5 weeks.... and still not done.

So on February 28th, when we were just a tad under 14 weeks along with our beautiful baby we lost her. She died around 11 weeks but we didn't know. It will have been 5 weeks since that day this Thursday. We would have been 19 weeks along. I until yesterday was under the impression that everything was going well, that I had passed everything and the very light bleeding I was still experiencing was normal. I had had to have a TV ultrasound Friday night and assumed since my doctor had not called it all looked fine and normal.. in a few weeks I would have a normal cycle and then when we felt ready we could TTC again.

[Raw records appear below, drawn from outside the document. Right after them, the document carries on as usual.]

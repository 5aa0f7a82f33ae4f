//! beacon-services — discovery state and lifecycle.
//!
//! Everything here talks to the network through [`DiscoveryBackend`]; the
//! daemon supplies the mDNS implementation.

pub mod backend;
pub mod descriptor;
pub mod fanout;
pub mod lifecycle;
pub mod listener;
pub mod registry;

#[cfg(any(test, feature = "test-utils"))]
pub mod testing;

pub use backend::{DiscoveryBackend, DiscoveryError, DiscoveryEvent, EventSink, Responder};
pub use descriptor::ServiceDescriptor;
pub use fanout::{InterfaceSource, LocalInterface};
pub use lifecycle::{
    DiscoverySnapshot, Host, LifecycleConfig, LifecycleController, LifecycleError, LifecycleState,
};
pub use listener::DiscoveryEventListener;
pub use registry::{AdvertisedServices, DisabledServices, PeerRegistry, ServiceList};
//! Per-address responder fan-out.
//!
//! One discovery responder per qualifying local address, each advertising
//! its own copy of the service descriptor. A failure on one address never
//! stops the others.

use std::io;
use std::net::IpAddr;

use crate::backend::{DiscoveryBackend, Responder};
use crate::descriptor::ServiceDescriptor;
use crate::registry::AdvertisedServices;

/// A local network interface as seen at startup.
#[derive(Debug, Clone, PartialEq, Eq)]
pub struct LocalInterface {
    pub name: String,
    pub is_up: bool,
    pub is_loopback: bool,
    /// Alias/sub-interface (e.g. `eth0:1`).
    pub is_virtual: bool,
    pub addresses: Vec<IpAddr>,
}

impl LocalInterface {
    /// Up, not loopback, not virtual.
    pub fn qualifies(&self) -> bool {
        self.is_up && !self.is_loopback && !self.is_virtual
    }
}

/// 6to4 transition addresses generate conflicting probes.
pub fn is_six_to_four(addr: &IpAddr) -> bool {
    addr.to_string().starts_with("2002:")
}

/// Every address a responder should be created for, in interface order.
pub fn qualifying_addresses(interfaces: &[LocalInterface]) -> Vec<IpAddr> {
    interfaces
        .iter()
        .filter(|iface| iface.qualifies())
        .flat_map(|iface| iface.addresses.iter().copied())
        .filter(|addr| !is_six_to_four(addr))
        .collect()
}

/// Source of the local interface list.
pub trait InterfaceSource: Send + Sync {
    fn interfaces(&self) -> io::Result<Vec<LocalInterface>>;
}

impl InterfaceSource for Vec<LocalInterface> {
    fn interfaces(&self) -> io::Result<Vec<LocalInterface>> {
        Ok(self.clone())
    }
}

/// Create one responder per qualifying address and register `descriptor`
/// on each.
///
/// Every successful registration is recorded in `advertised`. Returns the
/// live responders; the caller owns them and must close them.
pub fn fan_out(
    backend: &dyn DiscoveryBackend,
    interfaces: &[LocalInterface],
    descriptor: &ServiceDescriptor,
    advertised: &AdvertisedServices,
) -> Vec<Box<dyn Responder>> {
    let mut responders = Vec::new();

    for addr in qualifying_addresses(interfaces) {
        let responder = match backend.create_responder(addr) {
            Ok(r) => r,
            Err(e) => {
                tracing::warn!(%addr, error = %e, "responder setup failed, skipping address");
                continue;
            }
        };

        let clone = descriptor.on_address(addr);
        if let Err(e) = responder.register(&clone) {
            tracing::warn!(%addr, error = %e, "service registration failed, skipping address");
            if let Err(e) = responder.close() {
                tracing::debug!(%addr, error = %e, "closing failed responder");
            }
            continue;
        }

        tracing::info!(
            %addr,
            name = %clone.name,
            service_type = %clone.service_type,
            port = clone.port,
            "service advertised"
        );
        advertised.push(clone);
        responders.push(responder);
    }

    responders
}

Then yesterday I was at work playing on the floor with a few kids and coughed. That is normal I have a cold, what was not normal was the gush I felt. At first I thought.. "Oh no I peed myself." So I ran to the bathroom and sat down. What I saw was not pee. It was blood... a lot of blood ......too much. I knew something was wrong. I started feeling woozy. I soaked 3 pads in 20 mins. I went to my boss who had me call my doctor. As it turned out my ultrasound on Friday had shown I was retaining tissue. I did not know what that would mean exactly except that it could trigger hemorrhaging and I was pretty sure given the quick amount of blood loss and my lightheadedness that I was hemorrhaging. My doctor told me to keep an eye on the bleeding and if it didn't lighten up or got worse to go the ER. Then she said she wanted to see me this morning. The bleeding did lighten up a bit but in the 8 hrs of work I soaked 8 pads. I spent the day at work woozy and confused. Kids would ask me questions and it would take a few seconds for my brain to register and answer.

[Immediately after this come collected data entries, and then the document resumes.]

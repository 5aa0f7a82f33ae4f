//! Inbound app-server listener.
//!
//! Blocking accept loop on its own thread; each connection completes its TLS
//! handshake on a dedicated thread and is logged. No application protocol
//! runs on top yet.

use std::io;
use std::net::SocketAddr;
use std::sync::Arc;

use crate::tls::{complete_handshake, InboundSocketFactory, TlsListenerSocket, TlsStream};

/// Bind a socket through `factory`. Returns the socket and its address.
pub fn bind(factory: &dyn InboundSocketFactory) -> io::Result<(Arc<TlsListenerSocket>, SocketAddr)> {
    let socket = factory.create_inbound_tls_socket()?;
    let addr = socket.local_addr()?;
    Ok((Arc::new(socket), addr))
}

/// Accept connections forever.
pub fn accept_loop(socket: Arc<TlsListenerSocket>) {
    loop {
        match socket.accept() {
            Ok((stream, peer)) => {
                if let Err(e) = std::thread::Builder::new()
                    .name(format!("app-conn-{peer}"))
                    .spawn(move || handle_connection(stream, peer))
                {
                    tracing::warn!(%peer, error = %e, "failed to spawn connection thread");
                }
            }
            Err(e) => {
                tracing::warn!(error = %e, "accept failed");
            }
        }
    }
}

fn handle_connection(mut stream: TlsStream, peer: SocketAddr) {
    match complete_handshake(&mut stream) {
        Ok(()) => {
            let version = stream
                .conn
                .protocol_version()
                .map(|v| format!("{v:?}"))
                .unwrap_or_default();
            let suite = stream
                .conn
                .negotiated_cipher_suite()
                .map(|s| format!("{:?}", s.suite()))
                .unwrap_or_default();
            tracing::info!(%peer, %version, %suite, "app client connected");
        }
        Err(e) => {
            tracing::debug!(%peer, error = %e, "tls handshake failed");
        }
    }
}
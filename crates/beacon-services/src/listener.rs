//! Discovery event listener.
//!
//! Receives add/remove/resolve callbacks from the discovery backend on the
//! backend's own threads and keeps the peer registry current. Only events
//! for the node channel touch the registry; everything else is logged and
//! dropped.

use std::sync::atomic::{AtomicU64, Ordering};
use std::sync::Arc;

use tokio::sync::Notify;

use crate::backend::{DiscoveryBackend, DiscoveryEvent, EventSink};
use crate::registry::PeerRegistry;

pub struct DiscoveryEventListener {
    node_service_type: String,
    backend: Arc<dyn DiscoveryBackend>,
    registry: PeerRegistry,
    notify: Notify,
    events_seen: AtomicU64,
}

impl DiscoveryEventListener {
    pub fn new(
        node_service_type: impl Into<String>,
        backend: Arc<dyn DiscoveryBackend>,
        registry: PeerRegistry,
    ) -> Self {
        Self {
            node_service_type: node_service_type.into(),
            backend,
            registry,
            notify: Notify::new(),
            events_seen: AtomicU64::new(0),
        }
    }

    pub fn registry(&self) -> &PeerRegistry {
        &self.registry
    }

    /// Number of events handled so far, of any kind.
    pub fn events_seen(&self) -> u64 {
        self.events_seen.load(Ordering::Acquire)
    }

    /// Resolves after the next handled event.
    pub async fn changed(&self) {
        self.notify.notified().await;
    }

    /// Wait until at least `count` events have been handled in total.
    pub async fn wait_for_events(&self, count: u64) {
        loop {
            let notified = self.notify.notified();
            tokio::pin!(notified);
            // Register before checking so a concurrent event cannot slip
            // between the load and the await.
            notified.as_mut().enable();
            if self.events_seen() >= count {
                return;
            }
            notified.await;
        }
    }

    fn handle(&self, event: DiscoveryEvent) {
        let on_node_channel = event.service_type() == self.node_service_type;

        match event {
            DiscoveryEvent::Added { service_type, name } => {
                tracing::debug!(%service_type, %name, "service added, requesting info");
                self.backend.request_info(&service_type, &name);
            }
            DiscoveryEvent::Resolved(descriptor) if on_node_channel => {
                tracing::info!(
                    name = %descriptor.name,
                    host = %descriptor.host,
                    port = descriptor.port,
                    "peer resolved"
                );
                if self.registry.upsert(descriptor) {
                    tracing::debug!(peers = self.registry.len(), "peer registry grew");
                }
            }
            DiscoveryEvent::Removed { name, .. } if on_node_channel => {
                if self.registry.remove(&name).is_some() {
                    tracing::info!(%name, "peer removed");
                } else {
                    tracing::debug!(%name, "removal for unknown peer");
                }
            }
            other => {
                tracing::trace!(
                    service_type = other.service_type(),
                    name = other.name(),
                    "ignoring event on foreign channel"
                );
            }
        }

        self.events_seen.fetch_add(1, Ordering::AcqRel);
        self.notify.notify_waiters();
    }
}

impl EventSink for DiscoveryEventListener {
    fn on_event(&self, event: DiscoveryEvent) {
        self.handle(event);
    }
}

So this morning we went in. I got the joy of a pelvic, then another TV ultrasound (less awful this time partly because it was a woman and partly because I knew what was coming), then we went home and waited. After the doctor got the results she called and told us to fill the prescription for the same MC pills I had taken before (the day I gave birth to Asya). So I missed a full day of work, just finished taking the pills (it is a long process you have to let them dissolve in each cheek in your mouth.... yuck!), and now I wait.. to see if and how much tissue and blood still has to come out and hope that 1. this ends this horrific ordeal and 2. that I do not hemorrhage.

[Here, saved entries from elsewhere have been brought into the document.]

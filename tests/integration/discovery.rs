use std::net::IpAddr;

use bytes::Bytes;

use beacon_core::signal::verify_signal;
use beacon_core::wire::{join_marker, LEGACY_TAIL_LEN};
use beacon_services::{DiscoveryEvent, ServiceDescriptor};

use crate::*;

fn removed(name: &str) -> DiscoveryEvent {
    DiscoveryEvent::Removed {
        service_type: NODE_TYPE.to_string(),
        name: name.to_string(),
    }
}

fn added(name: &str) -> DiscoveryEvent {
    DiscoveryEvent::Added {
        service_type: NODE_TYPE.to_string(),
        name: name.to_string(),
    }
}

/// What node `from` looks like to a browser on the node channel.
fn seen_on_node_channel(from: &Node) -> DiscoveryEvent {
    let advertised = from.controller.snapshot().advertised;
    let first = advertised.first().expect("node advertises nothing");
    DiscoveryEvent::Resolved(ServiceDescriptor {
        service_type: NODE_TYPE.to_string(),
        ..first.clone()
    })
}

#[tokio::test]
async fn node_advertises_once_per_qualifying_address() -> Result<()> {
    let node = Node::start("MyNode", "0.0.0.0:7859", Framing::Legacy, true);
    node.wait_for(LifecycleState::Advertising).await?;

    let created: Vec<String> = node
        .backend
        .created_responders()
        .iter()
        .map(IpAddr::to_string)
        .collect();
    assert_eq!(created, ["192.168.7.10", "fe80::10"]);

    for (addr, descriptor) in node.backend.registrations() {
        assert_eq!(descriptor.addresses, vec![addr]);
        assert_eq!(descriptor.service_type, APP_TYPE);
        assert_eq!(descriptor.name, "server -=MyNode=-");
        assert_eq!(descriptor.port, 7859);
    }
    assert_eq!(node.backend.browsed_types(), vec![NODE_TYPE.to_string()]);

    node.stop().await
}

#[tokio::test]
async fn legacy_signal_tail_matches_field_lengths() -> Result<()> {
    let node = Node::start("MyNode", "0.0.0.0:7859", Framing::Legacy, true);
    node.wait_for(LifecycleState::Advertising).await?;

    let signal = node.controller.signal().context("no signal")?.clone();
    let ann = verify_signal(&signal.instance_name, &signal.payload, Framing::Legacy)?;

    let s = ann.signature.len();
    let k = ann.public_key.len();
    let tail = &signal.payload[signal.payload.len() - LEGACY_TAIL_LEN..];
    assert_eq!(tail, [(s / 16) as u8, (s % 16) as u8, ((s + k) / 16) as u8, ((s + k) % 16) as u8]);
    assert_eq!(join_marker(tail[0], tail[1]), s);
    assert_eq!(join_marker(tail[2], tail[3]), s + k);
    assert_eq!(ann.pin, b"pin -=pin-of-MyNode=-");

    node.stop().await
}

#[tokio::test]
async fn peer_signal_verifies_from_registry() -> Result<()> {
    let a = Node::start("alpha", "0.0.0.0:7859", Framing::LengthPrefixed, true);
    let b = Node::start("bravo", "0.0.0.0:7860", Framing::LengthPrefixed, true);
    a.wait_for(LifecycleState::Advertising).await?;
    b.wait_for(LifecycleState::Advertising).await?;

    a.backend.emit(added("server -=bravo=-"));
    a.backend.emit(seen_on_node_channel(&b));

    let peers = a.controller.registry().snapshot();
    assert_eq!(peers.len(), 1);
    let peer = &peers[0];
    assert_eq!(peer.name, "server -=bravo=-");
    verify_signal(&peer.name, &peer.metadata, Framing::LengthPrefixed)?;

    // A forged identity does not verify with bravo's signal.
    assert!(verify_signal("server -=mallory=-", &peer.metadata, Framing::LengthPrefixed).is_err());

    assert_eq!(
        a.backend.info_requests(),
        vec![(NODE_TYPE.to_string(), "server -=bravo=-".to_string())]
    );

    a.stop().await?;
    b.stop().await
}

#[tokio::test]
async fn registry_converges_to_last_terminal_event() -> Result<()> {
    let node = Node::start("MyNode", "0.0.0.0:7859", Framing::Legacy, true);
    node.wait_for(LifecycleState::Advertising).await?;

    let resolved = |name: &str, tag: &'static [u8]| {
        DiscoveryEvent::Resolved(ServiceDescriptor {
            name: name.to_string(),
            service_type: NODE_TYPE.to_string(),
            host: "peer.local.".to_string(),
            addresses: vec!["192.168.7.20".parse().unwrap()],
            port: 1,
            metadata: Bytes::from_static(tag),
        })
    };

    let sequences: Vec<(Vec<DiscoveryEvent>, bool)> = vec![
        (vec![added("p"), resolved("p", b"1")], true),
        (vec![added("p"), resolved("p", b"1"), removed("p")], false),
        (vec![resolved("p", b"1"), removed("p"), added("p"), resolved("p", b"2")], true),
        (vec![removed("p"), resolved("p", b"1"), resolved("p", b"2")], true),
        (vec![resolved("p", b"1"), added("p"), removed("p"), added("p")], false),
    ];

    for (events, present) in sequences {
        node.backend.emit(removed("p"));
        for event in events {
            node.backend.emit(event);
        }
        assert_eq!(node.controller.registry().contains("p"), present);
    }

    node.stop().await
}

#[tokio::test]
async fn terminate_closes_every_responder_and_is_idempotent() -> Result<()> {
    let node = Node::start("MyNode", "0.0.0.0:7859", Framing::Legacy, true);
    node.wait_for(LifecycleState::Advertising).await?;

    let controller = node.controller.clone();
    let backend = node.backend.clone();
    node.stop().await?;

    assert_eq!(controller.state(), LifecycleState::Stopped);
    controller.terminate();
    assert_eq!(controller.state(), LifecycleState::Stopped);

    let mut created = backend.created_responders();
    let mut closed = backend.closed_responders();
    created.sort();
    closed.sort();
    assert_eq!(created, closed);
    assert!(backend.is_closed());
    assert!(controller.snapshot().advertised.is_empty());
    Ok(())
}

#[tokio::test]
async fn node_waits_for_host_then_advertises() -> Result<()> {
    let node = Node::start("late", "0.0.0.0:7859", Framing::Legacy, false);

    tokio::time::sleep(Duration::from_millis(60)).await;
    assert_eq!(node.controller.state(), LifecycleState::Starting);
    assert!(node.controller.signal().is_none());

    node.host.set_ready(true);
    node.wait_for(LifecycleState::Advertising).await?;
    assert!(node.controller.signal().is_some());

    node.stop().await
}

On the plus side, my doctor was so much nicer and more helpful the last few times we have gone. I am wondering if the shock of how to deal with a patient who lost her baby was why they seemed so cold. I myself have been dealing with what I call a mass exodus of friends and family. It seems that a lot of people have gotten really quiet around me either online or in everyday life. Everyone seems to be awkward and weird around me these days... as though I am made of glass. Which I suppose in a way I am. I am always just a bubbling cauldron under the surface. I really do not know what I could say to explain to anyone who hasn't gone through this what it is like... I have nothing. Except read this and other posts I have written. If any of my readers have a friend or family member who has lost a baby before birth or after for that matter, and you are not sure what you can say or do around them or for them... give them something with their babies name on it, give them a hug... hugs work miracles, make them dinner, listen to them cry, or do something nice for them to let them know you care. Do not tell them it was God's plan, tell them it was just something that happened, do not tell them that heaven needed an angel, and worst of all do not stay quiet around them, do not shut off from their lives and treat them like they have a disease. Loss and grief is not a disease. I had a lot of friends and family who sent flowers, brought us dinner, sent me messages of hope, talked to me, held me while I cried, and hugged and hugged. I also had a lot who disappeared. I don't like the second ones much anymore.
So I leave you now... these drugs work fast.. and I am thinking I should relocate to my bed but in closing I will share something I was given that touched my heart so much. There is a woman who runs a page called "Footprints Within" on FB. She hand crochets little hearts with your baby's name on them and tiny footprints. She does all this for free for mothers who lost a child or miscarry. It so touched me that she would do this for me. There are truly kind people in this world, if you know one give them a hug.